What If The World Went Vegetarian?

Published: 9.09.2017
Level 4   |   Time: 3:46
Accent: American
Source: AsapScience

A description of the advantages and disadvantages of the whole world becoming vegetarian.


triangle Directions

  1. REVIEW the vocabulary / background.
  2. WATCH the video.
  3. ANSWER the questions.
  4. CHECK your answers. (Show Answers)

triangle Vocabulary

  • full disclosure [exp] - being 100% honest
  • herds [n] - large groups of animals
  • domestic animals [n] - animals raised by humans
  • vast quantities [exp] - large amounts
  • pasture [n] - land used for animals to live on and eat grass
  • animal feed [n] - food given to animals
  • counteract [v] - fight against
  • CO2 [n] - carbon dioxide
  • livestock [n] - farm animals
  • greenhouse gas emissions [n] - gas that causes global warming
  • water intensive [adj] - uses a lot of water
  • downsides [n] - disadvantages
  • byproducts [n] - the secondary (not main) product
  • animal hides [n] - the skin of animals (used to make leather)
  • detergents [n] - laundry or dish soaps
  • obsolete [adj] - out of date or unnecessary

[n] - noun,  [v] - verb,  [adj] - adjective,  [exp] - expression

triangle Questions

  1. The people who made this video are vegetarians.

  2. The rate of vegetarianism is much higher in Canada than in India.

  3. Cows are the most common (populace) farm animal is the world.

  4. The amount of land used for animal pasture worldwide is similar to the size of all of Africa.

  5. A lot of land is also used to grow feed for animals.

  6. Current pasture land could easily be used for growing crops.

  7. Without humans managing pasture land, it would likely become desert.

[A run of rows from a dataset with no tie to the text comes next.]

//! Letter frequency models
//!
//! A [`FrequencyModel`] maps each of the 26 lowercase letters to an exact
//! share of a text's letter stream. Models are produced by training on a
//! reference corpus and consumed read-only when breaking shift ciphers.
//!
//! The persisted form is a JSON object of 26 `"numerator/denominator"`
//! strings keyed by letter, e.g. `{"a": "1/2", "b": "1/2", "c": "0", ...}`.

use std::collections::BTreeMap;

use num_traits::Zero;
use quill_core::{letter_counts, project_letters, Error, Ratio, Result, ALPHABET_LEN};
use serde::{Deserialize, Serialize};

/// Exact letter distribution over `a..=z`.
#[derive(Debug, Clone, PartialEq, Eq, Serialize, Deserialize)]
#[serde(try_from = "BTreeMap<String, Ratio>", into = "BTreeMap<String, Ratio>")]
pub struct FrequencyModel {
    freqs: [Ratio; ALPHABET_LEN],
}

impl FrequencyModel {
    /// Letter frequencies of `text`, summing to exactly 1.
    ///
    /// Fails with [`Error::EmptyCorpus`] when `text` has no Latin letters.
    pub fn train(text: &str) -> Result<Self> {
        Self::from_counts(&letter_counts(&project_letters(text))).ok_or(Error::EmptyCorpus)
    }

    /// Normalise raw letter counts; `None` if every count is zero.
    pub fn from_counts(counts: &[u64; ALPHABET_LEN]) -> Option<Self> {
        let total: u64 = counts.iter().sum();
        if total == 0 {
            return None;
        }

        let freqs = counts.map(|count| Ratio::new(count as i128, total as i128));
        Some(Self { freqs })
    }

    /// Share of `letter` (case-insensitive); zero for anything that is not a Latin letter.
    pub fn get(&self, letter: char) -> Ratio {
        quill_core::letter_index(letter)
            .map(|i| self.freqs[i].clone())
            .unwrap_or_else(Ratio::zero)
    }

    /// `(letter, share)` pairs in alphabetical order.
    pub fn iter(&self) -> impl Iterator<Item = (char, &Ratio)> + '_ {
        self.freqs
            .iter()
            .enumerate()
            .map(|(i, f)| (letter(i), f))
    }

    /// Sum of all shares; exactly 1 for trained models.
    pub fn total(&self) -> Ratio {
        self.freqs.iter().sum()
    }

    /// L1 distance: sum of absolute per-letter differences.
    pub fn distance(&self, other: &FrequencyModel) -> Ratio {
        self.freqs
            .iter()
            .zip(&other.freqs)
            .map(|(a, b)| (a - b).abs())
            .sum()
    }

    /// The model of the same text after a Caesar rotation by `shift`.
    ///
    /// Equal to training on the rotated text, without touching the text again.
    pub fn rotated(&self, shift: i64) -> Self {
        let shift = shift.rem_euclid(ALPHABET_LEN as i64) as usize;
        Self {
            freqs: std::array::from_fn(|i| {
                self.freqs[(i + ALPHABET_LEN - shift) % ALPHABET_LEN].clone()
            }),
        }
    }

    /// Serialize to the persisted byte form.
    pub fn to_bytes(&self) -> Result<Vec<u8>> {
        serde_json::to_vec_pretty(self).map_err(|e| Error::InvalidModel(e.to_string()))
    }

    /// Parse the persisted byte form.
    ///
    /// Anything that is not a JSON object of exactly the 26 lowercase letters
    /// mapped to non-negative rationals is [`Error::InvalidModel`].
    pub fn from_bytes(bytes: &[u8]) -> Result<Self> {
        serde_json::from_slice(bytes).map_err(|e| Error::InvalidModel(e.to_string()))
    }
}

fn letter(index: usize) -> char {
    (b'a' + index as u8) as char
}

/// L1 distance between two models.
pub fn distance(a: &FrequencyModel, b: &FrequencyModel) -> Ratio {
    a.distance(b)
}

impl TryFrom<BTreeMap<String, Ratio>> for FrequencyModel {
    type Error = Error;

    fn try_from(map: BTreeMap<String, Ratio>) -> Result<Self> {
        let mut freqs: [Option<Ratio>; ALPHABET_LEN] = Default::default();

        for (key, value) in map {
            let mut chars = key.chars();
            let idx = match (chars.next(), chars.next()) {
                (Some(c), None) if c.is_ascii_lowercase() => (c as u8 - b'a') as usize,
                _ => return Err(Error::InvalidModel(format!("unexpected key {key:?}"))),
            };
            if value.is_negative() {
                return Err(Error::InvalidModel(format!(
                    "negative frequency {value} for {key:?}"
                )));
            }
            freqs[idx] = Some(value);
        }

        if let Some(i) = freqs.iter().position(Option::is_none) {
            return Err(Error::InvalidModel(format!("missing letter {:?}", letter(i))));
        }
        Ok(Self {
            freqs: freqs.map(Option::unwrap_or_default),
        })
    }
}

impl From<FrequencyModel> for BTreeMap<String, Ratio> {
    fn from(model: FrequencyModel) -> Self {
        model
            .freqs
            .into_iter()
            .enumerate()
            .map(|(i, f)| (letter(i).to_string(), f))
            .collect()
    }
}

#[cfg(test)]
mod tests {
    use super::*;
    use num_traits::One;

    #[test]
    fn test_train_aabb() {
        let model = FrequencyModel::train("aabb").unwrap();
        assert_eq!(model.get('a'), Ratio::new(1, 2));
        assert_eq!(model.get('b'), Ratio::new(1, 2));
        for c in 'c'..='z' {
            assert!(model.get(c).is_zero());
        }
    }

    #[test]
    fn test_train_sums_to_one() {
        let model = FrequencyModel::train("The quick brown fox, 3 times!").unwrap();
        assert!(model.total().is_one());
        assert_eq!(model.get('T'), Ratio::new(2, 21));
    }

    #[test]
    fn test_train_without_letters() {
        assert_eq!(FrequencyModel::train("123 ?!"), Err(Error::EmptyCorpus));
        assert_eq!(FrequencyModel::train(""), Err(Error::EmptyCorpus));
    }

    #[test]
    fn test_distance() {
        let a = FrequencyModel::train("aabb").unwrap();
        let b = FrequencyModel::train("abcd").unwrap();
        // |1/2-1/4| * 2 + 1/4 * 2
        assert!(a.distance(&b).is_one());
        assert!(distance(&a, &a).is_zero());
    }

    #[test]
    fn test_rotated_matches_rotated_text() {
        let model = FrequencyModel::train("Hello zebra").unwrap();
        assert_eq!(
            model.rotated(3),
            FrequencyModel::train(&crate::caesar::encode("Hello zebra", 3)).unwrap()
        );
        assert_eq!(model.rotated(-26), model);
    }

    #[test]
    fn test_bytes_roundtrip() {
        let model = FrequencyModel::train("It was the best of times").unwrap();
        let bytes = model.to_bytes().unwrap();
        assert_eq!(FrequencyModel::from_bytes(&bytes).unwrap(), model);
    }

    #[test]
    fn test_from_bytes_rejects_malformed() {
        assert!(matches!(
            FrequencyModel::from_bytes(b"not json"),
            Err(Error::InvalidModel(_))
        ));
        assert!(matches!(
            FrequencyModel::from_bytes(b"[1, 2, 3]"),
            Err(Error::InvalidModel(_))
        ));

        let mut map: BTreeMap<String, String> =
            ('a'..='z').map(|c| (c.to_string(), "0".to_string())).collect();
        map.remove("q");
        let bytes = serde_json::to_vec(&map).unwrap();
        let err = FrequencyModel::from_bytes(&bytes).unwrap_err();
        assert!(err.to_string().contains("missing letter 'q'"));

        map.insert("q".into(), "-1/2".into());
        let bytes = serde_json::to_vec(&map).unwrap();
        assert!(matches!(
            FrequencyModel::from_bytes(&bytes),
            Err(Error::InvalidModel(_))
        ));

        map.insert("q".into(), "0".into());
        map.insert("Q".into(), "0".into());
        let bytes = serde_json::to_vec(&map).unwrap();
        assert!(matches!(
            FrequencyModel::from_bytes(&bytes),
            Err(Error::InvalidModel(_))
        ));
    }
}
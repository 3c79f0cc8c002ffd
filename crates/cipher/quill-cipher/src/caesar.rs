//! Caesar (shift) cipher
//!
//! Every Latin letter is rotated by the same amount; everything else is
//! copied. Breaking it compares the letter distribution of each of the 26
//! rotations against a trained [`FrequencyModel`].

use quill_core::{project_letters, rotate, Error, Ratio, Result, ALPHABET_LEN};
use tracing::debug;

use crate::frequency::FrequencyModel;
use crate::Codec;

/// Shift cipher with a key already reduced to `0..26`.
#[derive(Debug, Clone, Copy, PartialEq, Eq)]
pub struct Caesar {
    shift: i64,
}

impl Caesar {
    pub fn new(shift: i64) -> Self {
        Self {
            shift: shift.rem_euclid(ALPHABET_LEN as i64),
        }
    }

    /// Parse an integer key of any size, see [`parse_shift`].
    pub fn from_key(key: &str) -> Result<Self> {
        parse_shift(key).map(Self::new)
    }

    pub fn shift(&self) -> i64 {
        self.shift
    }
}

impl Codec for Caesar {
    fn encode(&self, text: &str) -> String {
        encode(text, self.shift)
    }

    fn decode(&self, text: &str) -> String {
        decode(text, self.shift)
    }
}

/// Parse a signed decimal key, reducing it mod 26 digit by digit so keys
/// longer than any machine integer are still accepted.
pub fn parse_shift(key: &str) -> Result<i64> {
    let invalid = || {
        Error::InvalidKey(format!(
            "For Caesar cipher you should enter a number, got {key:?}"
        ))
    };

    let trimmed = key.trim();
    let (negative, digits) = match trimmed.as_bytes().first() {
        Some(b'-') => (true, &trimmed[1..]),
        Some(b'+') => (false, &trimmed[1..]),
        _ => (false, trimmed),
    };
    if digits.is_empty() || !digits.bytes().all(|b| b.is_ascii_digit()) {
        return Err(invalid());
    }

    let modulus = ALPHABET_LEN as i64;
    let reduced = digits
        .bytes()
        .fold(0i64, |acc, b| (acc * 10 + (b - b'0') as i64) % modulus);

    Ok(if negative { -reduced } else { reduced })
}

pub fn encode(text: &str, shift: i64) -> String {
    text.chars()
        .map(|c| if c.is_ascii_alphabetic() { rotate(shift, c) } else { c })
        .collect()
}

pub fn decode(text: &str, shift: i64) -> String {
    // reduce first so negating can't overflow
    encode(text, -shift.rem_euclid(ALPHABET_LEN as i64))
}

/// Letter frequencies of `text`, see [`FrequencyModel::train`].
pub fn train(text: &str) -> Result<FrequencyModel> {
    FrequencyModel::train(text)
}

/// Outcome of breaking a shift cipher.
#[derive(Debug, Clone, PartialEq, Eq)]
pub struct ShiftBreak {
    /// Rotation that, applied to the ciphertext, yields the plaintext.
    pub rotation: i64,
    /// Key the text was encoded with; `(26 - rotation) % 26`.
    pub key: i64,
    /// L1 distance between the decoded text's distribution and the model.
    pub distance: Ratio,
    pub plaintext: String,
}

/// Find the rotation whose letter distribution is closest to `model`.
///
/// Rotations are scanned `0..26`; only a strictly smaller distance replaces
/// the current best, so ties go to the smallest rotation.
pub fn crack(text: &str, model: &FrequencyModel) -> Result<ShiftBreak> {
    if project_letters(text).is_empty() {
        return Err(Error::UnhackableText("no latin letters to analyse".into()));
    }
    let observed = FrequencyModel::train(text)?;

    let (rotation, distance) = (0..ALPHABET_LEN as i64)
        .map(|rotation| {
            let distance = observed.rotated(rotation).distance(model);
            debug!(rotation, distance = %distance, "shift candidate");
            (rotation, distance)
        })
        .min_by(|(_, a), (_, b)| a.cmp(b))
        .ok_or_else(|| Error::UnhackableText("no rotation to score".into()))?;

    Ok(ShiftBreak {
        rotation,
        key: (ALPHABET_LEN as i64 - rotation) % ALPHABET_LEN as i64,
        distance,
        plaintext: encode(text, rotation),
    })
}

/// Decode `text` with the rotation [`crack`] selects.
pub fn hack(text: &str, model: &FrequencyModel) -> Result<String> {
    crack(text, model).map(|found| found.plaintext)
}
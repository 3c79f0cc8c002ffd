//! Vigenère (polyalphabetic shift) cipher
//!
//! Each Latin letter is rotated by the alphabet position of the current key
//! letter; the key only advances on letters.
//!
//! Breaking it is done in three steps:
//! 1. the key length is the first block length whose average Index of
//!    Coincidence jumps above the running maximum ([`KeyRecovery::estimate_key_length`])
//! 2. the relative rotation between neighbouring key letters comes from the
//!    Mutual Index of Coincidence of their columns ([`KeyRecovery::guess_key_offsets`])
//! 3. the absolute rotation of the first letter can't be told apart
//!    statistically, so all 26 chained keys are returned ([`KeyRecovery::candidates`])

use num_traits::Zero;
use quill_core::{
    letter_index, project_letters, rotate, Error, Ratio, Result, Thresholds, ALPHABET_LEN,
};
use tracing::{debug, warn};

use crate::analysis::{column, index_of_coincidence, mutual_index_of_coincidence};
use crate::{caesar, Codec};

/// Vigenère key stored as rotations `0..26`.
#[derive(Debug, Clone, PartialEq, Eq)]
pub struct Vigenere {
    shifts: Vec<u8>,
}

impl Vigenere {
    /// Accepts a non-empty key of Latin letters, either case.
    pub fn new(key: &str) -> Result<Self> {
        if key.is_empty() || !key.chars().all(|c| c.is_ascii_alphabetic()) {
            return Err(Error::InvalidKey(
                "You must enter a word, consisting of latin letters only".into(),
            ));
        }
        Ok(Self {
            shifts: key.chars().filter_map(letter_index).map(|i| i as u8).collect(),
        })
    }

    /// The key as lowercase letters.
    pub fn key(&self) -> String {
        self.shifts.iter().map(|&s| (b'a' + s) as char).collect()
    }

    /// Additive inverse key: encoding with it undoes encoding with `self`.
    pub fn inverse(&self) -> Self {
        Self {
            shifts: self
                .shifts
                .iter()
                .map(|&s| (ALPHABET_LEN as u8 - s) % ALPHABET_LEN as u8)
                .collect(),
        }
    }

    fn apply(&self, text: &str) -> String {
        let mut idx = 0;
        text.chars()
            .map(|c| {
                if c.is_ascii_alphabetic() {
                    let shifted = rotate(self.shifts[idx] as i64, c);
                    idx = (idx + 1) % self.shifts.len();
                    shifted
                } else {
                    c
                }
            })
            .collect()
    }
}

impl Codec for Vigenere {
    fn encode(&self, text: &str) -> String {
        self.apply(text)
    }

    fn decode(&self, text: &str) -> String {
        self.inverse().apply(text)
    }
}

pub fn encode(text: &str, key: &str) -> Result<String> {
    Ok(Vigenere::new(key)?.encode(text))
}

pub fn decode(text: &str, key: &str) -> Result<String> {
    Ok(Vigenere::new(key)?.decode(text))
}

/// A candidate key and the text it decodes to.
#[derive(Debug, Clone, PartialEq, Eq)]
pub struct Candidate {
    pub key: String,
    pub plaintext: String,
}

/// Statistical key recovery for Vigenère ciphertext.
#[derive(Debug, Clone, Default)]
pub struct KeyRecovery {
    thresholds: Thresholds,
}

impl KeyRecovery {
    pub fn new(thresholds: Thresholds) -> Self {
        Self { thresholds }
    }

    /// Rows of the letter stream for the first plausible key length.
    ///
    /// Lengths `2..len/2` are tried in order, tracking the best Index of
    /// Coincidence so far. The first length whose index reaches
    /// `thresholds.coincidence` and beats the running best by more than
    /// `thresholds.growth` wins. `None` when nothing qualifies or the text
    /// has no letters.
    pub fn estimate_key_length(&self, text: &str) -> Option<Vec<String>> {
        let letters = project_letters(text);
        if letters.is_empty() {
            warn!("No latin alphabet symbols to decode");
            return None;
        }

        let mut best = Ratio::zero();
        for t in 2..letters.len() / 2 {
            let (ioc, blocks) = index_of_coincidence(&letters, t);
            if &ioc - &best > self.thresholds.growth && ioc >= self.thresholds.coincidence {
                debug!(key_length = t, ioc = %ioc, "key length found");
                return Some(blocks);
            }
            best = best.max(ioc);
        }

        debug!(letters = letters.len(), "no key length stands out");
        None
    }

    /// Relative rotations between neighbouring key letters.
    ///
    /// For each pair of adjacent columns the second is rotated by every
    /// `j` in `0..26`; whenever its Mutual Index of Coincidence with the first
    /// exceeds `thresholds.mutual`, `26 - j` is recorded. A pair can yield
    /// several offsets. Empty when the key length can't be estimated.
    pub fn guess_key_offsets(&self, text: &str) -> Vec<u8> {
        let Some(blocks) = self.estimate_key_length(text) else {
            return Vec::new();
        };

        let key_len = blocks[0].len();
        let mut offsets = Vec::new();
        let mut prev = column(&blocks, 0);

        for i in 1..key_len {
            let next = column(&blocks, i);
            for j in 0..ALPHABET_LEN as u8 {
                let shifted = caesar::encode(&next, j as i64);
                if mutual_index_of_coincidence(&prev, &shifted) > self.thresholds.mutual {
                    offsets.push(ALPHABET_LEN as u8 - j);
                }
            }
            prev = next;
        }

        debug!(?offsets, "key offsets");
        offsets
    }

    /// All 26 keys consistent with the recovered offsets, each with the
    /// decoding of `text`. The caller picks one.
    pub fn candidates(&self, text: &str) -> Result<Vec<Candidate>> {
        let offsets = self.guess_key_offsets(text);
        if offsets.is_empty() {
            warn!("no key offsets recovered");
            return Err(Error::UnhackableText(
                "no key length or key offsets could be recovered".into(),
            ));
        }

        candidate_keys(&offsets)
            .into_iter()
            .map(|key| {
                let plaintext = decode(text, &key)?;
                Ok(Candidate { key, plaintext })
            })
            .collect()
    }
}

/// One key per starting letter `a..=z`, each following letter obtained by
/// rotating the previous one by the next offset.
pub fn candidate_keys(offsets: &[u8]) -> Vec<String> {
    (0..ALPHABET_LEN as u8)
        .map(|start| {
            let mut letter = start;
            let mut key = String::with_capacity(offsets.len() + 1);
            key.push((b'a' + letter) as char);
            for &offset in offsets {
                letter = (letter + offset) % ALPHABET_LEN as u8;
                key.push((b'a' + letter) as char);
            }
            key
        })
        .collect()
}

/// Candidate keys and decodings using the default thresholds.
pub fn hack(text: &str) -> Result<Vec<Candidate>> {
    KeyRecovery::default().candidates(text)
}

#[cfg(test)]
mod tests {
    use super::*;

    #[test]
    fn test_encode_lemon() {
        assert_eq!(encode("attackatdawn", "lemon").unwrap(), "lxfopvefrnhr");
        assert_eq!(decode("lxfopvefrnhr", "lemon").unwrap(), "attackatdawn");
    }

    #[test]
    fn test_case_and_punctuation() {
        // key advances only on letters; text case kept, key case ignored
        assert_eq!(encode("HELLO", "KEY").unwrap(), "RIJVS");
        assert_eq!(encode("Attack at dawn!", "LeMoN").unwrap(), "Lxfopv ef rnhr!");
        assert_eq!(decode("Lxfopv ef rnhr!", "lemon").unwrap(), "Attack at dawn!");
    }

    #[test]
    fn test_invalid_keys() {
        for key in ["", "abc1", "two words", "ключ"] {
            assert!(
                matches!(encode("text", key), Err(Error::InvalidKey(_))),
                "{key:?} should be rejected"
            );
            assert!(matches!(decode("text", key), Err(Error::InvalidKey(_))));
        }
    }

    #[test]
    fn test_inverse_key() {
        let v = Vigenere::new("Bad").unwrap();
        assert_eq!(v.key(), "bad");
        assert_eq!(v.inverse().key(), "zax");
        assert_eq!(v.inverse().inverse(), v);
    }

    #[test]
    fn test_candidate_keys() {
        let keys = candidate_keys(&[1, 25, 26]);
        assert_eq!(keys.len(), 26);
        assert_eq!(keys[0], "abaa");
        assert_eq!(keys[25], "zazz");
    }

    #[test]
    fn test_estimate_key_length_without_letters() {
        let recovery = KeyRecovery::default();
        assert!(recovery.estimate_key_length("12345 !!!").is_none());
        assert!(recovery.guess_key_offsets("").is_empty());
        assert!(matches!(hack("... ---"), Err(Error::UnhackableText(_))));
    }
}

  8. Deforestation (tree loss) for agriculture has led to increased CO2 levels around the world.

  9. Methane emitted by cows is one cause of global warming.

  10. Animal farming produces more greenhouse gas than cars, train and airplanes combined.

  11. A worldwide vegetarian diet would reduce freshwater consumption.

  12. Compared to other meats, pork production requires the most water per kilogram.

  13. Fruit and vegetable production requires much more water consumption than meat production.

  14. One kilogram of fruit has many more calories than one kilogram of meat.

  15. Meat production also provides material for leather goods, candles and cosmetics.

  16. Without meat production, people would need to use land to raise animals for leather goods, candles and cosmetics.

  17. As many as one billion people worldwide would lose their jobs without the meat industry.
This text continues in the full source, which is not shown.